The Voice-Controlled, Face Recognizing, Drone Journey – Part 7

Total Shares

Introduction to the Drone Journey

Text to Speech

This post is the eighth post in documenting the steps I went through on my journey to build an autonomous, voice-controlled, face recognizing drone. There are 7 other posts building up to this one which you can find at the end of this post.

Focus of this post

This post is going to make use of another of the APIs offered by Microsoft Cognitive Services – the Bing Speech API. Back in post 4, seems a long time ago now, I explained how to sign up for the various services and get the API key.

You will need to go back now and ensure you copy the BING Speech API key as we will use that in our next steps.

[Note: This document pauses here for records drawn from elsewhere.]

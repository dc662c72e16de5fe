//! Shell configuration.
//!
//! Loaded from an optional TOML file; every field has a default so an
//! absent or partial file is fine. The text-generation API key is NOT
//! configuration -- it is read from the process environment at call time.

use std::path::Path;

use serde::{Deserialize, Serialize};

use crate::app::AppId;
use crate::error::Result;

/// Top-level configuration for the shell.
#[derive(Debug, Clone, Serialize, Deserialize)]
#[serde(default)]
pub struct ShellConfig {
    /// Lock screen PIN (4 digits).
    pub pin: String,
    /// Apps pinned to the desktop taskbar, in order.
    pub taskbar_pins: Vec<AppId>,
    pub assistant: AssistantConfig,
    pub browser: BrowserConfig,
}

/// Settings for the AI assistant's text-generation call.
#[derive(Debug, Clone, Serialize, Deserialize)]
#[serde(default)]
pub struct AssistantConfig {
    /// Model identifier sent to the text-generation endpoint.
    pub model: String,
    /// Sampling temperature.
    pub temperature: f32,
    /// System persona sent with every request.
    pub persona: String,
}

/// Settings for the simulated browser app.
#[derive(Debug, Clone, Serialize, Deserialize)]
#[serde(default)]
pub struct BrowserConfig {
    /// Page shown when the browser opens.
    pub home_url: String,
    /// Prefix for turning a non-URL address bar entry into a search.
    pub search_prefix: String,
}

impl Default for ShellConfig {
    fn default() -> Self {
        Self {
            pin: "0000".to_string(),
            taskbar_pins: vec![
                AppId::Mail,
                AppId::Browser,
                AppId::Assistant,
                AppId::Camera,
                AppId::Play,
            ],
            assistant: AssistantConfig::default(),
            browser: BrowserConfig::default(),
        }
    }
}

impl Default for AssistantConfig {
    fn default() -> Self {
        Self {
            model: "gemini-3-flash-preview".to_string(),
            temperature: 0.9,
            persona: "You are the matcha-os assistant, deeply integrated into the \
                      operating system. You are upbeat and modern, answer smartly, \
                      and always put a smooth user experience first. Keep replies \
                      short and polished."
                .to_string(),
        }
    }
}

impl Default for BrowserConfig {
    fn default() -> Self {
        Self {
            home_url: "https://www.bing.com".to_string(),
            search_prefix: "https://www.google.com/search?q=".to_string(),
        }
    }
}

impl ShellConfig {
    /// Parse a config from TOML text.
    pub fn from_toml_str(text: &str) -> Result<Self> {
        Ok(toml::from_str(text)?)
    }

    /// Load a config from a TOML file.
    pub fn load(path: &Path) -> Result<Self> {
        let text = std::fs::read_to_string(path)?;
        Self::from_toml_str(&text)
    }
}

#[cfg(test)]
mod tests {
    use super::*;

    #[test]
    fn defaults_are_sane() {
        let cfg = ShellConfig::default();
        assert_eq!(cfg.pin, "0000");
        assert_eq!(cfg.taskbar_pins.len(), 5);
        assert_eq!(cfg.assistant.model, "gemini-3-flash-preview");
        assert!((cfg.assistant.temperature - 0.9).abs() < f32::EPSILON);
        assert!(cfg.browser.home_url.starts_with("https://"));
    }

    #[test]
    fn empty_toml_yields_defaults() {
        let cfg = ShellConfig::from_toml_str("").unwrap();
        assert_eq!(cfg.pin, ShellConfig::default().pin);
    }

    #[test]
    fn partial_toml_overrides_only_named_fields() {
        let cfg = ShellConfig::from_toml_str(
            r#"
            pin = "4321"

            [assistant]
            temperature = 0.2
            "#,
        )
        .unwrap();
        assert_eq!(cfg.pin, "4321");
        assert!((cfg.assistant.temperature - 0.2).abs() < f32::EPSILON);
        // Untouched fields keep their defaults.
        assert_eq!(cfg.assistant.model, "gemini-3-flash-preview");
        assert_eq!(cfg.browser.search_prefix, BrowserConfig::default().search_prefix);
    }

    #[test]
    fn taskbar_pins_parse_as_tokens() {
        let cfg = ShellConfig::from_toml_str(r#"taskbar_pins = ["browser", "camera"]"#).unwrap();
        assert_eq!(cfg.taskbar_pins, vec![AppId::Browser, AppId::Camera]);
    }

    #[test]
    fn bad_toml_is_an_error() {
        assert!(ShellConfig::from_toml_str("pin = [[[").is_err());
    }

    #[test]
    fn load_from_file() {
        let dir = tempfile::tempdir().unwrap();
        let path = dir.path().join("matcha.toml");
        std::fs::write(&path, "pin = \"1234\"\n").unwrap();
        let cfg = ShellConfig::load(&path).unwrap();
        assert_eq!(cfg.pin, "1234");
    }

    #[test]
    fn load_missing_file_is_io_error() {
        let err = ShellConfig::load(Path::new("/nonexistent/matcha.toml")).unwrap_err();
        assert!(format!("{err}").contains("I/O error"));
    }
}
//! Coarse session mode, layout, and overlay flags.
//!
//! Pure mode data -- no app content lives here. The cross-component side
//! effects of layout toggling (clearing the window registry and per-app
//! state) are applied by [`crate::shell::Shell`].

/// Which full-screen surface is active in Mobile layout.
///
/// Desktop layout never leaves `Home`; windows float above it.
#[derive(Debug, Clone, Copy, PartialEq, Eq)]
pub enum SessionMode {
    /// Lock screen. Reachable only at session start; there is no re-lock.
    Locked,
    Home,
    AppFullscreen,
}

/// Behavior profile for the window model.
#[derive(Debug, Clone, Copy, PartialEq, Eq)]
pub enum LayoutMode {
    /// One app visible at a time, full screen.
    Mobile,
    /// Multiple windows composited over a persistent home backdrop.
    Desktop,
}

impl LayoutMode {
    pub fn flipped(self) -> Self {
        match self {
            Self::Mobile => Self::Desktop,
            Self::Desktop => Self::Mobile,
        }
    }
}

/// A transient takeover surface layered above the base view.
#[derive(Debug, Clone, Copy, PartialEq, Eq)]
pub enum Overlay {
    ControlCenter,
    /// The start-menu / app-drawer surface.
    Launcher,
}

/// Session-scoped mode state. Created locked, in Mobile layout.
#[derive(Debug)]
pub struct SessionState {
    pub mode: SessionMode,
    pub layout: LayoutMode,
    control_center_open: bool,
    launcher_open: bool,
}

impl SessionState {
    pub fn new() -> Self {
        Self {
            mode: SessionMode::Locked,
            layout: LayoutMode::Mobile,
            control_center_open: false,
            launcher_open: false,
        }
    }

    /// Leave the lock screen.
    ///
    /// Calling this when already unlocked is a precondition violation --
    /// the trigger is gated upstream by the lock screen -- so it is
    /// debug-asserted and otherwise ignored.
    pub fn unlock(&mut self) {
        debug_assert_eq!(self.mode, SessionMode::Locked, "unlock outside lock screen");
        if self.mode == SessionMode::Locked {
            self.mode = SessionMode::Home;
        }
    }

    /// Flip the layout and reset mode state.
    ///
    /// A hard reset, not a migration: the two layouts have incompatible
    /// window models, so the caller also discards the window registry.
    pub fn toggle_layout(&mut self) {
        self.layout = self.layout.flipped();
        self.mode = SessionMode::Home;
        self.close_overlays();
    }

    pub fn overlay_open(&self, which: Overlay) -> bool {
        match which {
            Overlay::ControlCenter => self.control_center_open,
            Overlay::Launcher => self.launcher_open,
        }
    }

    /// Set one overlay flag. Opening one closes the other: at most one
    /// takeover surface is presented at a time.
    pub fn set_overlay(&mut self, which: Overlay, open: bool) {
        match which {
            Overlay::ControlCenter => {
                self.control_center_open = open;
                if open {
                    self.launcher_open = false;
                }
            },
            Overlay::Launcher => {
                self.launcher_open = open;
                if open {
                    self.control_center_open = false;
                }
            },
        }
    }

    pub fn toggle_overlay(&mut self, which: Overlay) {
        let open = !self.overlay_open(which);
        self.set_overlay(which, open);
    }

    pub fn close_overlays(&mut self) {
        self.control_center_open = false;
        self.launcher_open = false;
    }

    /// The overlay currently presented, if any.
    pub fn active_overlay(&self) -> Option<Overlay> {
        if self.control_center_open {
            Some(Overlay::ControlCenter)
        } else if self.launcher_open {
            Some(Overlay::Launcher)
        } else {
            None
        }
    }
}

impl Default for SessionState {
    fn default() -> Self {
        Self::new()
    }
}
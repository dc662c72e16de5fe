//! Status bar clock -- cached display strings refreshed by the 1 s tick.
//!
//! The lock screen's large clock and the desktop taskbar pill reuse the
//! same snapshot; nothing here touches the mode state machine.

use crate::platform::WallTime;

/// Month names for date display.
const MONTHS: [&str; 12] = [
    "January",
    "February",
    "March",
    "April",
    "May",
    "June",
    "July",
    "August",
    "September",
    "October",
    "November",
    "December",
];

/// Cached formatted clock state.
#[derive(Debug)]
pub struct StatusBar {
    clock_text: String,
    date_text: String,
}

impl StatusBar {
    pub fn new() -> Self {
        Self {
            clock_text: "00:00".to_string(),
            date_text: String::new(),
        }
    }

    /// Refresh the cached strings from a wall-clock snapshot.
    pub fn update(&mut self, time: &WallTime) {
        self.clock_text = format!("{:02}:{:02}", time.hour, time.minute);
        let month = if (1..=12).contains(&time.month) {
            MONTHS[(time.month - 1) as usize]
        } else {
            "???"
        };
        self.date_text = format!("{} {} {month}", time.weekday.short(), time.day);
    }

    /// "HH:MM".
    pub fn clock(&self) -> &str {
        &self.clock_text
    }

    /// "Tue 19 August" (empty until the first tick).
    pub fn date(&self) -> &str {
        &self.date_text
    }
}

impl Default for StatusBar {
    fn default() -> Self {
        Self::new()
    }
}

#[cfg(test)]
mod tests {
    use super::*;
    use crate::platform::wall_time_from_unix;

    #[test]
    fn starts_with_placeholder_clock() {
        let bar = StatusBar::new();
        assert_eq!(bar.clock(), "00:00");
        assert_eq!(bar.date(), "");
    }

    #[test]
    fn update_formats_clock_and_date() {
        let mut bar = StatusBar::new();
        // 2000-02-29 12:30:45 UTC, a Tuesday.
        bar.update(&wall_time_from_unix(951_827_445));
        assert_eq!(bar.clock(), "12:30");
        assert_eq!(bar.date(), "Tue 29 February");
    }

    #[test]
    fn update_zero_pads_minutes() {
        let mut bar = StatusBar::new();
        // 1970-01-01 05:07:00 UTC.
        bar.update(&wall_time_from_unix(5 * 3600 + 7 * 60));
        assert_eq!(bar.clock(), "05:07");
    }
}
//! Command interpreter for the driver.
//!
//! Each stdin line maps onto one shell operation (or a small burst, for
//! PIN entry). Output is returned as text so tests can assert on it.

use std::sync::Arc;
use std::thread;
use std::time::Duration;

use matcha_net::TextGenService;
use matcha_shell::Shell;
use matcha_shell::controlcenter::QuickToggle;
use matcha_shell::lockscreen::KeypadOutcome;
use matcha_shell::session::Overlay;
use matcha_types::app::AppId;

/// How long `wait` polls for an assistant reply before giving up.
const WAIT_BUDGET: Duration = Duration::from_secs(60);

/// Result of one interpreted line.
#[derive(Debug, PartialEq, Eq)]
pub enum CommandResult {
    Output(String),
    Quit,
}

const HELP: &str = "\
commands:
  pin <digits>        enter lock screen digits
  backspace | dismiss pin pad editing
  open <app>          open or refocus an app
  close <app>         close an app
  focus <app>         focus an open window (desktop)
  layout              toggle mobile/desktop
  cc | launcher       toggle an overlay
  search <text>       launcher or settings search
  brightness <0-100>  control center slider
  tile <name>         flip a quick toggle (internet, bluetooth, dnd,
                      flashlight, rotate, saver, zen, night)
  zoom <stop>         camera zoom (.5x 1x 2x 5x)
  mode <name>         camera mode (Selfie Portrait Photo Night Panorama)
  go <url or text>    browser navigate
  loaded | reload | pageback
  say <text>          ask the assistant
  wait                block until the assistant replies
  quit";

/// Interpret one line against the shell.
pub fn execute(
    shell: &mut Shell,
    service: &Arc<dyn TextGenService>,
    line: &str,
) -> CommandResult {
    let line = line.trim();
    let (cmd, rest) = match line.split_once(char::is_whitespace) {
        Some((c, r)) => (c, r.trim()),
        None => (line, ""),
    };

    let output = match cmd {
        "" => String::new(),
        "help" => HELP.to_string(),
        "quit" | "exit" => return CommandResult::Quit,

        "pin" => enter_pin(shell, rest),
        "backspace" => {
            shell.pin_backspace();
            String::new()
        },
        "dismiss" => {
            shell.dismiss_pin_error();
            String::new()
        },

        "open" | "close" | "focus" => match rest.parse::<AppId>() {
            Ok(id) => {
                match cmd {
                    "open" => shell.open_app(id),
                    "close" => shell.close_app(id),
                    _ => {
                        if !shell.focus_app(id) {
                            return CommandResult::Output(format!("{id} is not open"));
                        }
                    },
                }
                String::new()
            },
            Err(e) => e.to_string(),
        },

        "layout" => {
            shell.toggle_layout();
            String::new()
        },
        "cc" => {
            shell.toggle_overlay(Overlay::ControlCenter);
            String::new()
        },
        "launcher" => {
            shell.toggle_overlay(Overlay::Launcher);
            String::new()
        },

        "search" => search(shell, rest),
        "brightness" => match rest.parse::<u8>() {
            Ok(v) => {
                shell.control_center_mut().set_brightness(v);
                String::new()
            },
            Err(_) => "brightness wants a number 0-100".to_string(),
        },
        "tile" => match quick_toggle(rest) {
            Some(tile) => {
                let on = shell.control_center_mut().toggle(tile);
                format!("{} {}", tile.label(), if on { "on" } else { "off" })
            },
            None => format!("unknown tile: {rest}"),
        },

        "zoom" => with_camera(shell, |cam| {
            if cam.select_zoom(rest) {
                String::new()
            } else {
                format!("unknown zoom stop: {rest}")
            }
        }),
        "mode" => with_camera(shell, |cam| {
            if cam.select_mode(rest) {
                String::new()
            } else {
                format!("unknown mode: {rest}")
            }
        }),

        "go" => with_browser(shell, |browser| {
            browser.set_address(rest);
            if browser.navigate() {
                String::new()
            } else {
                "nothing to navigate to".to_string()
            }
        }),
        "loaded" => with_browser(shell, |browser| {
            browser.load_complete();
            String::new()
        }),
        "reload" => with_browser(shell, |browser| {
            browser.reload();
            String::new()
        }),
        "pageback" => with_browser(shell, |browser| {
            if browser.back() {
                String::new()
            } else {
                "no history".to_string()
            }
        }),

        "say" => {
            match shell.apps_mut().assistant_mut() {
                Some(assistant) => assistant.set_input(rest),
                None => return CommandResult::Output("the assistant is not open".to_string()),
            }
            if shell.submit_assistant(service) {
                String::new()
            } else {
                "nothing sent (empty input or still thinking)".to_string()
            }
        },
        "wait" => wait_for_assistant(shell),

        other => format!("unknown command: {other} (try 'help')"),
    };
    CommandResult::Output(output)
}

fn enter_pin(shell: &mut Shell, digits: &str) -> String {
    for d in digits.chars() {
        match shell.press_pin_key(d) {
            KeypadOutcome::Unlocked => return "unlocked".to_string(),
            KeypadOutcome::Rejected => return "wrong pin".to_string(),
            KeypadOutcome::Pending => {},
        }
    }
    String::new()
}

/// Route a search query to whichever surface is taking input.
fn search(shell: &mut Shell, query: &str) -> String {
    if shell.session().overlay_open(Overlay::Launcher) {
        shell.launcher_mut().set_query(query);
        return String::new();
    }
    if let Some(settings) = shell.apps_mut().settings_mut() {
        settings.set_query(query);
        return String::new();
    }
    "nothing to search (open the launcher or settings)".to_string()
}

fn quick_toggle(token: &str) -> Option<QuickToggle> {
    match token {
        "internet" => Some(QuickToggle::Internet),
        "bluetooth" => Some(QuickToggle::Bluetooth),
        "dnd" => Some(QuickToggle::DoNotDisturb),
        "flashlight" => Some(QuickToggle::Flashlight),
        "rotate" => Some(QuickToggle::AutoRotate),
        "saver" => Some(QuickToggle::BatterySaver),
        "zen" => Some(QuickToggle::ZenMode),
        "night" => Some(QuickToggle::NightLight),
        _ => None,
    }
}

fn with_camera(
    shell: &mut Shell,
    f: impl FnOnce(&mut matcha_shell::apps::CameraState) -> String,
) -> String {
    match shell.apps_mut().camera_mut() {
        Some(cam) => f(cam),
        None => "the camera is not open".to_string(),
    }
}

fn with_browser(
    shell: &mut Shell,
    f: impl FnOnce(&mut matcha_shell::apps::BrowserState) -> String,
) -> String {
    match shell.apps_mut().browser_mut() {
        Some(browser) => f(browser),
        None => "the browser is not open".to_string(),
    }
}

fn wait_for_assistant(shell: &mut Shell) -> String {
    match shell.apps().assistant() {
        Some(a) if a.is_loading() => {},
        Some(_) => return "nothing in flight".to_string(),
        None => return "the assistant is not open".to_string(),
    }
    let deadline = std::time::Instant::now() + WAIT_BUDGET;
    while std::time::Instant::now() < deadline {
        if shell.poll_assistant() {
            return String::new();
        }
        thread::sleep(Duration::from_millis(25));
    }
    "still thinking; try 'wait' again".to_string()
}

By the end of this post we will have the drone speaking to us when it lands.

Some history and thanks!

In trying to work out how to make use of the Bing Speech API I spent a lot of time on the documentation page. I also found my way to the samples hosted here (since updated from when I first went there).

I used the sample code that was originally there to successfully make a call to the Bing Speech  API Service. I was getting data back but no matter what I tried I could simply not get the returned file to play once it was returned in the node.js world.

At that time I again reached out to my fellow Microsoft Colleagues who took a look at what might be going on. I want to give a shout out here to Song Li  especially and also to  Sheng Yhao and Xin Dong (plus some other people that helped me reach them – you know who you are). Song Li jumped in and helped out ultimately adjusting the online node.js sample based on my experience.

There were a few things I tried before I contacted Song Li:

  1. In the original sample the WAV file was being returned but there was no playback code. I tried to write the file to disk and play it separately using a media player, which showed me things were not working, before also trying to send it directly to the speaker (once I had worked out how to get that package to actually install – more on that later).
  2. With that not working I also played around with adjusting the output format encoding to see if that helped. Adjusting the encoding made no difference.

It turns out the issue with my node code was a relatively simple one. Basically the post method encoding needed setting to null so that the response buffer comes back in utf8. I would never have found that but for the help of Song Li.  If you do not understand then don’t worry. The point is a subtle change makes all the difference to what comes back but I wanted to share my pain here :).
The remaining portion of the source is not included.